Wow! What a great selection of readings this week. I enjoyed learning more about different web 2.0 tools and activities that can be used in the online classroom in Ko & Rossen’s book and sharing information about Social Networks as a learning tool in our discussion form.
While reading about translating traditional classroom activities into the online realm, the theme of “past, present, and future” kept floating through my mind and I asked the following questions:
What online tools have been used in the past? Why are they still around? Which ones didn’t work? What tools do we use today? Why do we use them? Will they be replaced in the future? What new technologies will be introduced in the coming years? How will they transform the online classroom experience?
Additionally, I often thought back to our discussion of choosing an activity first, then the learning tool. With so many new online offerings, it is easy to want to find activities to fit a certain tool. The danger in this is using trend, instead of teaching to guide a lesson. This has been a big takeaway from the class so far!

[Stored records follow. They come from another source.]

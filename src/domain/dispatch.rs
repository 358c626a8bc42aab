//! Call dispatch: asking the worker pool to run a new call job

use crate::domain::dial_info::DialInfo;
use crate::domain::shared::{DomainError, PhoneNumber, Result};
use async_trait::async_trait;
use thiserror::Error;

/// Shown when the operator submits the form without a number to call
pub const MISSING_PHONE_NUMBER: &str = "Please enter a phone number to call.";

#[derive(Error, Debug, Clone, PartialEq, Eq)]
pub enum DispatchError {
    #[error("dispatch command '{0}' not found")]
    NotFound(String),

    #[error("dispatch command exited with {status}")]
    CommandFailed {
        status: String,
        stdout: String,
        stderr: String,
    },

    #[error("dispatch I/O error: {0}")]
    Io(String),

    #[error("dispatch API error: {0}")]
    Api(String),
}

/// Validated dispatch request built from operator input
#[derive(Debug, Clone, PartialEq, Eq)]
pub struct DispatchRequest {
    dial_info: DialInfo,
}

impl DispatchRequest {
    /// Build from raw form fields. The phone number is required; an empty
    /// transfer number disables transfers for the call.
    pub fn from_form(phone_number: &str, transfer_to: &str) -> Result<Self> {
        if phone_number.trim().is_empty() {
            return Err(DomainError::ValidationError(
                MISSING_PHONE_NUMBER.to_string(),
            ));
        }

        let phone_number = PhoneNumber::parse(phone_number)?;
        let transfer_to = if transfer_to.trim().is_empty() {
            None
        } else {
            Some(PhoneNumber::parse(transfer_to)?)
        };

        Ok(Self {
            dial_info: DialInfo::new(phone_number, transfer_to),
        })
    }

    pub fn dial_info(&self) -> &DialInfo {
        &self.dial_info
    }

    pub fn phone_number(&self) -> &PhoneNumber {
        &self.dial_info.phone_number
    }

    pub fn metadata(&self) -> String {
        self.dial_info.to_metadata()
    }
}

/// Output of a successful dispatch
#[derive(Debug, Clone, Default, PartialEq, Eq)]
pub struct DispatchReceipt {
    pub stdout: String,
    pub stderr: String,
}

#[cfg_attr(test, mockall::automock)]
#[async_trait]
pub trait Dispatcher: Send + Sync {
    async fn dispatch(&self, request: &DispatchRequest) -> std::result::Result<DispatchReceipt, DispatchError>;

    /// Human-readable name of the dispatch mechanism, used in operator messages
    fn program(&self) -> String;
}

I was also intrigued by the large number of learning resources that were mentioned in Teaching Online. I visited MIT Open CourseWare site and am existed to incorporate some of the materials into future classroom lessons. I also had forgot that many museum’s offer large online database with photos, articles and simulations. I’ve added the Louvre’s to my list to check out.
One thing that was not mentioned as a learning tool was the idea of creating online magazines with free programs like Issu. This is something that I’ve been exploring as a way to present course material in an interactive but familiar fashion. All you need is an existing PDF or Powerpoint slides and then upload them to the site. Once created, the magazine can easily be embedded into course management systems or learning blogs.